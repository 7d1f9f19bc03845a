//! Parallel batch conversion.
//!
//! Every job builds its own [`Converter`], and with it its own source,
//! codecs and sink, so jobs share nothing but the options they were given.

use std::path::PathBuf;

use ::rayon::iter::{IntoParallelRefIterator, ParallelIterator};

use crate::configuration::ConvertOptions;
use crate::convert::Converter;
use crate::error::ConvertError;
use crate::pipeline::ConversionSummary;

/// Run independent `(input, output)` jobs on the rayon thread pool.
///
/// One job failing does not stop the others. Results are returned in the
/// order of `jobs`. A shared [`CancellationToken`](crate::CancellationToken)
/// in `options` cancels every job still running.
///
/// # Example
///
/// ```no_run
/// use std::path::PathBuf;
///
/// use audioconv::{ConvertOptions, convert_batch};
///
/// let jobs = vec![
///     (PathBuf::from("a.wav"), PathBuf::from("a.m4a")),
///     (PathBuf::from("b.flac"), PathBuf::from("b.m4a")),
/// ];
/// for result in convert_batch(&jobs, &ConvertOptions::new()) {
///     if let Err(error) = result {
///         eprintln!("{error}");
///     }
/// }
/// ```
pub fn convert_batch(
    jobs: &[(PathBuf, PathBuf)],
    options: &ConvertOptions,
) -> Vec<Result<ConversionSummary, ConvertError>> {
    log::debug!("Starting batch of {} conversion(s)", jobs.len());
    jobs.par_iter()
        .map(|(input, output)| {
            Converter::new(input, output)
                .options(options.clone())
                .run()
        })
        .collect()
}
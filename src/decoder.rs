//! Audio decoding.

use ffmpeg_next::{
    Error as FfmpegError,
    codec::context::Context as CodecContext,
    decoder::Audio as FfmpegAudioDecoder,
    frame::Audio as AudioFrame,
    threading::{Config as ThreadingConfig, Type as ThreadingType},
};

use crate::configuration::ThreadCount;
use crate::error::{ConvertError, Stage};
use crate::frame::{RawFrame, SampleSpec, layout_for_channels};
use crate::packet::EncodedPacket;
use crate::reader::{MediaSource, StreamInfo};

/// An open decoder for the selected audio stream.
///
/// Every call to [`decode`](AudioDecoder::decode) drains all frames the
/// codec can produce for that packet. [`flush`](AudioDecoder::flush) drains
/// the codec's lookahead once the input is exhausted; after that the decoder
/// accepts no more packets.
pub struct AudioDecoder {
    decoder: FfmpegAudioDecoder,
    stream_index: usize,
    flushed: bool,
}

impl AudioDecoder {
    /// Open a decoder for `stream` of `source`.
    ///
    /// # Errors
    ///
    /// - [`ConvertError::DecoderNotFound`] if FFmpeg has no decoder for the
    ///   stream's codec.
    /// - [`ConvertError::CodecOpen`] if the decoder rejects the stream
    ///   parameters.
    pub fn open(
        source: &MediaSource,
        stream: &StreamInfo,
        threads: ThreadCount,
    ) -> Result<Self, ConvertError> {
        let parameters =
            source
                .stream_parameters(stream.index)
                .ok_or_else(|| ConvertError::CodecOpen {
                    stage: Stage::Decoder,
                    reason: format!("stream {} does not exist", stream.index),
                })?;

        let codec = ffmpeg_next::decoder::find(stream.codec_id).ok_or_else(|| {
            ConvertError::DecoderNotFound {
                codec: stream.codec_name.clone(),
            }
        })?;

        let mut context = CodecContext::from_parameters(parameters).map_err(|error| {
            ConvertError::from_ffmpeg(Stage::Decoder, error, |reason| ConvertError::CodecOpen {
                stage: Stage::Decoder,
                reason,
            })
        })?;
        context.set_threading(ThreadingConfig {
            kind: ThreadingType::Frame,
            count: threads.get(),
            ..Default::default()
        });

        let decoder = context
            .decoder()
            .open_as(codec)
            .and_then(|opened| opened.audio())
            .map_err(|error| {
                ConvertError::from_ffmpeg(Stage::Decoder, error, |reason| {
                    ConvertError::CodecOpen {
                        stage: Stage::Decoder,
                        reason,
                    }
                })
            })?;

        log::debug!(
            "Opened {} decoder for stream {} with {} thread(s)",
            codec.name(),
            stream.index,
            threads.get()
        );

        Ok(Self {
            decoder,
            stream_index: stream.index,
            flushed: false,
        })
    }

    /// The format of the frames this decoder produces, as negotiated at
    /// open time.
    pub fn output_spec(&self) -> SampleSpec {
        SampleSpec::new(
            self.decoder.format(),
            self.decoder.rate(),
            self.decoder.channel_layout(),
            self.decoder.channels(),
        )
    }

    pub fn stream_index(&self) -> usize {
        self.stream_index
    }

    /// Decode one packet into zero or more frames.
    ///
    /// # Errors
    ///
    /// - [`ConvertError::Decode`] if the packet is corrupt. The driver treats
    ///   this as recoverable.
    /// - [`ConvertError::StageFlushed`] after [`flush`](AudioDecoder::flush).
    pub fn decode(&mut self, packet: &EncodedPacket) -> Result<Vec<RawFrame>, ConvertError> {
        if self.flushed {
            return Err(ConvertError::StageFlushed {
                stage: Stage::Decoder,
            });
        }

        self.decoder
            .send_packet(packet.as_packet())
            .map_err(|error| self.decode_error(error))?;
        self.drain()
    }

    /// Drain buffered frames at end of input.
    ///
    /// A second call is a no-op returning no frames.
    pub fn flush(&mut self) -> Result<Vec<RawFrame>, ConvertError> {
        if self.flushed {
            log::debug!("Decoder already flushed");
            return Ok(Vec::new());
        }
        self.flushed = true;

        match self.decoder.send_eof() {
            Ok(()) | Err(FfmpegError::Eof) => {}
            Err(FfmpegError::Other { errno }) if errno == ffmpeg_next::error::EAGAIN => {}
            Err(error) => return Err(self.decode_error(error)),
        }
        let frames = self.drain()?;
        log::debug!("Decoder flushed {} buffered frame(s)", frames.len());
        Ok(frames)
    }

    /// Receive every frame the codec has ready.
    ///
    /// A failure after some frames were received stops the drain and keeps
    /// those frames; a failure before any frame is the packet's error.
    fn drain(&mut self) -> Result<Vec<RawFrame>, ConvertError> {
        let decoder = &mut self.decoder;
        let (frames, error) = receive_all(|| {
            let mut frame = AudioFrame::empty();
            decoder.receive_frame(&mut frame).map(|()| frame)
        });

        if let Some(error) = error {
            if frames.is_empty() {
                return Err(self.decode_error(error));
            }
            log::warn!(
                "Stream {}: decoder failed after {} frame(s), keeping them: {error}",
                self.stream_index,
                frames.len()
            );
        }
        Ok(frames.into_iter().map(|frame| self.normalise(frame)).collect())
    }

    /// Give frames with an unspecified channel order a concrete layout so
    /// the resampler sees the same layout it was configured with.
    fn normalise(&self, mut frame: AudioFrame) -> RawFrame {
        let channels = frame.channels();
        if frame.channel_layout().is_empty() && channels > 0 {
            frame.set_channel_layout(layout_for_channels(channels));
        }
        if frame.rate() == 0 {
            frame.set_rate(self.decoder.rate());
        }
        RawFrame::new(frame)
    }

    fn decode_error(&self, error: FfmpegError) -> ConvertError {
        let stream_index = self.stream_index;
        ConvertError::from_ffmpeg(Stage::Decoder, error, |reason| ConvertError::Decode {
            stream_index,
            reason,
        })
    }
}

/// Call `receive` until the codec reports EOF or EAGAIN, returning what it
/// produced and the error that cut the drain short, if any.
fn receive_all<T>(
    mut receive: impl FnMut() -> Result<T, FfmpegError>,
) -> (Vec<T>, Option<FfmpegError>) {
    let mut received = Vec::new();
    loop {
        match receive() {
            Ok(item) => received.push(item),
            Err(FfmpegError::Eof) => return (received, None),
            Err(FfmpegError::Other { errno }) if errno == ffmpeg_next::error::EAGAIN => {
                return (received, None);
            }
            Err(error) => return (received, Some(error)),
        }
    }
}

impl std::fmt::Debug for AudioDecoder {
    fn fmt(&self, f: &mut std::fmt::Formatter<'_>) -> std::fmt::Result {
        f.debug_struct("AudioDecoder")
            .field("stream_index", &self.stream_index)
            .field("spec", &self.output_spec())
            .field("flushed", &self.flushed)
            .finish()
    }
}

#[cfg(test)]
mod tests {
    use std::path::Path;

    use ffmpeg_next::{
        Rational,
        format::{Sample, sample::Type},
    };

    use super::*;

    /// A silent 16-bit PCM WAV file.
    fn write_wav(path: &Path, rate: u32, channels: u16, samples: usize) {
        let block_align = channels * 2;
        let data_len = (samples * usize::from(block_align)) as u32;

        let mut bytes = Vec::with_capacity(44 + data_len as usize);
        bytes.extend_from_slice(b"RIFF");
        bytes.extend_from_slice(&(36 + data_len).to_le_bytes());
        bytes.extend_from_slice(b"WAVEfmt ");
        bytes.extend_from_slice(&16_u32.to_le_bytes());
        bytes.extend_from_slice(&1_u16.to_le_bytes());
        bytes.extend_from_slice(&channels.to_le_bytes());
        bytes.extend_from_slice(&rate.to_le_bytes());
        bytes.extend_from_slice(&(rate * u32::from(block_align)).to_le_bytes());
        bytes.extend_from_slice(&block_align.to_le_bytes());
        bytes.extend_from_slice(&16_u16.to_le_bytes());
        bytes.extend_from_slice(b"data");
        bytes.extend_from_slice(&data_len.to_le_bytes());
        bytes.resize(44 + data_len as usize, 0);
        std::fs::write(path, bytes).unwrap();
    }

    fn open(path: &Path) -> (MediaSource, AudioDecoder) {
        let mut source = MediaSource::open(path).unwrap();
        let stream = source.select_audio_stream().unwrap();
        let decoder = AudioDecoder::open(&source, &stream, ThreadCount::default()).unwrap();
        (source, decoder)
    }

    /// Decode every packet, returning the frame count and total samples.
    fn decode_all(source: &mut MediaSource, decoder: &mut AudioDecoder) -> (usize, usize) {
        let mut frames = 0;
        let mut samples = 0;
        while let Some(packet) = source.read_packet().unwrap() {
            if packet.is_skip() {
                continue;
            }
            for frame in decoder.decode(&packet).unwrap() {
                frames += 1;
                samples += frame.samples();
            }
        }
        (frames, samples)
    }

    fn scripted(
        results: Vec<Result<u32, FfmpegError>>,
    ) -> impl FnMut() -> Result<u32, FfmpegError> {
        let mut results = results.into_iter();
        move || results.next().unwrap_or(Err(FfmpegError::Eof))
    }

    #[test]
    fn drain_stops_at_eagain_and_eof() {
        let again = FfmpegError::Other {
            errno: ffmpeg_next::error::EAGAIN,
        };
        let (frames, error) = receive_all(scripted(vec![Ok(1), Ok(2), Err(again)]));
        assert_eq!(frames, vec![1, 2]);
        assert!(error.is_none());

        let (frames, error) = receive_all(scripted(vec![Err(FfmpegError::Eof)]));
        assert!(frames.is_empty());
        assert!(error.is_none());
    }

    #[test]
    fn failure_mid_drain_keeps_earlier_frames() {
        let (frames, error) = receive_all(scripted(vec![
            Ok(1),
            Ok(2),
            Err(FfmpegError::InvalidData),
            Ok(3),
        ]));
        assert_eq!(frames, vec![1, 2]);
        assert_eq!(error, Some(FfmpegError::InvalidData));

        let (frames, error) = receive_all(scripted(vec![Err(FfmpegError::InvalidData)]));
        assert!(frames.is_empty());
        assert_eq!(error, Some(FfmpegError::InvalidData));
    }

    #[test]
    fn decodes_then_flushes_exactly_once() {
        let directory = tempfile::tempdir().unwrap();
        let path = directory.path().join("silence.wav");
        write_wav(&path, 22_050, 2, 4_410);
        let (mut source, mut decoder) = open(&path);

        let spec = decoder.output_spec();
        assert_eq!(spec.format, Sample::I16(Type::Packed));
        assert_eq!(spec.rate, 22_050);
        assert_eq!(spec.channels(), 2);

        let (frames, mut samples) = decode_all(&mut source, &mut decoder);
        assert!(frames > 0);

        samples += decoder.flush().unwrap().iter().map(RawFrame::samples).sum::<usize>();
        assert_eq!(samples, 4_410);

        assert!(decoder.flush().unwrap().is_empty());
        let packet = EncodedPacket::from_bytes(&[0; 4], decoder.stream_index(), Rational(1, 22_050), Some(0));
        assert!(matches!(
            decoder.decode(&packet),
            Err(ConvertError::StageFlushed { stage: Stage::Decoder })
        ));
    }

    #[test]
    fn wide_unlabelled_input_keeps_its_channel_count() {
        let directory = tempfile::tempdir().unwrap();
        let path = directory.path().join("wide.wav");
        write_wav(&path, 48_000, 10, 960);
        let (mut source, mut decoder) = open(&path);

        assert_eq!(decoder.output_spec().channels(), 10);
        while let Some(packet) = source.read_packet().unwrap() {
            for frame in decoder.decode(&packet).unwrap() {
                assert_eq!(frame.spec().channels(), 10);
                assert_eq!(frame.spec(), decoder.output_spec());
            }
        }
    }
}
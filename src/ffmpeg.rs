//! FFmpeg console verbosity.
//!
//! libav* prints its own warnings to stderr, independent of the `log`
//! facade this crate logs through. Noisy inputs (truncated MP3s, odd WAV
//! headers) can make that output overwhelming during batch conversions.
//!
//! ```no_run
//! use audioconv::FfmpegLogLevel;
//!
//! audioconv::set_ffmpeg_log_level(FfmpegLogLevel::Error);
//! ```

use std::fmt::{Display, Formatter, Result as FmtResult};
use std::str::FromStr;

use ffmpeg_next::util::log::Level;

use crate::error::ConvertError;

/// FFmpeg log level, from silent to most verbose.
#[derive(Debug, Clone, Copy, PartialEq, Eq, Hash)]
pub enum FfmpegLogLevel {
    Quiet,
    Panic,
    Fatal,
    Error,
    /// FFmpeg's default.
    Warning,
    Info,
    Verbose,
    Debug,
    Trace,
}

impl FfmpegLogLevel {
    /// All levels, quietest first.
    pub const ALL: [FfmpegLogLevel; 9] = [
        FfmpegLogLevel::Quiet,
        FfmpegLogLevel::Panic,
        FfmpegLogLevel::Fatal,
        FfmpegLogLevel::Error,
        FfmpegLogLevel::Warning,
        FfmpegLogLevel::Info,
        FfmpegLogLevel::Verbose,
        FfmpegLogLevel::Debug,
        FfmpegLogLevel::Trace,
    ];

    pub fn name(self) -> &'static str {
        match self {
            FfmpegLogLevel::Quiet => "quiet",
            FfmpegLogLevel::Panic => "panic",
            FfmpegLogLevel::Fatal => "fatal",
            FfmpegLogLevel::Error => "error",
            FfmpegLogLevel::Warning => "warning",
            FfmpegLogLevel::Info => "info",
            FfmpegLogLevel::Verbose => "verbose",
            FfmpegLogLevel::Debug => "debug",
            FfmpegLogLevel::Trace => "trace",
        }
    }
}

impl From<FfmpegLogLevel> for Level {
    fn from(level: FfmpegLogLevel) -> Self {
        match level {
            FfmpegLogLevel::Quiet => Level::Quiet,
            FfmpegLogLevel::Panic => Level::Panic,
            FfmpegLogLevel::Fatal => Level::Fatal,
            FfmpegLogLevel::Error => Level::Error,
            FfmpegLogLevel::Warning => Level::Warning,
            FfmpegLogLevel::Info => Level::Info,
            FfmpegLogLevel::Verbose => Level::Verbose,
            FfmpegLogLevel::Debug => Level::Debug,
            FfmpegLogLevel::Trace => Level::Trace,
        }
    }
}

impl From<Level> for FfmpegLogLevel {
    fn from(level: Level) -> Self {
        match level {
            Level::Quiet => FfmpegLogLevel::Quiet,
            Level::Panic => FfmpegLogLevel::Panic,
            Level::Fatal => FfmpegLogLevel::Fatal,
            Level::Error => FfmpegLogLevel::Error,
            Level::Warning => FfmpegLogLevel::Warning,
            Level::Info => FfmpegLogLevel::Info,
            Level::Verbose => FfmpegLogLevel::Verbose,
            Level::Debug => FfmpegLogLevel::Debug,
            Level::Trace => FfmpegLogLevel::Trace,
        }
    }
}

impl Display for FfmpegLogLevel {
    fn fmt(&self, f: &mut Formatter<'_>) -> FmtResult {
        f.write_str(self.name())
    }
}

impl FromStr for FfmpegLogLevel {
    type Err = ConvertError;

    fn from_str(value: &str) -> Result<Self, Self::Err> {
        let value = value.to_ascii_lowercase();
        let value = if value == "warn" { "warning" } else { value.as_str() };
        FfmpegLogLevel::ALL
            .into_iter()
            .find(|level| level.name() == value)
            .ok_or_else(|| ConvertError::InvalidOption(format!("unknown FFmpeg log level '{value}'")))
    }
}

/// Set FFmpeg's console verbosity. Does not affect the `log` facade.
pub fn set_ffmpeg_log_level(level: FfmpegLogLevel) {
    ffmpeg_next::util::log::set_level(level.into());
}

/// FFmpeg's current console verbosity, or `None` if it is not one of the
/// named levels.
pub fn get_ffmpeg_log_level() -> Option<FfmpegLogLevel> {
    ffmpeg_next::util::log::get_level().ok().map(FfmpegLogLevel::from)
}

---

THE PROBLEM: Go over the data above and copy every line that has the word "InvalidData" in it.

ANSWER BOX:
            Err(FfmpegError::InvalidData),
        assert_eq!(error, Some(FfmpegError::InvalidData));
        let (frames, error) = receive_all(scripted(vec![Err(FfmpegError::InvalidData)]));
        assert_eq!(error, Some(FfmpegError::InvalidData));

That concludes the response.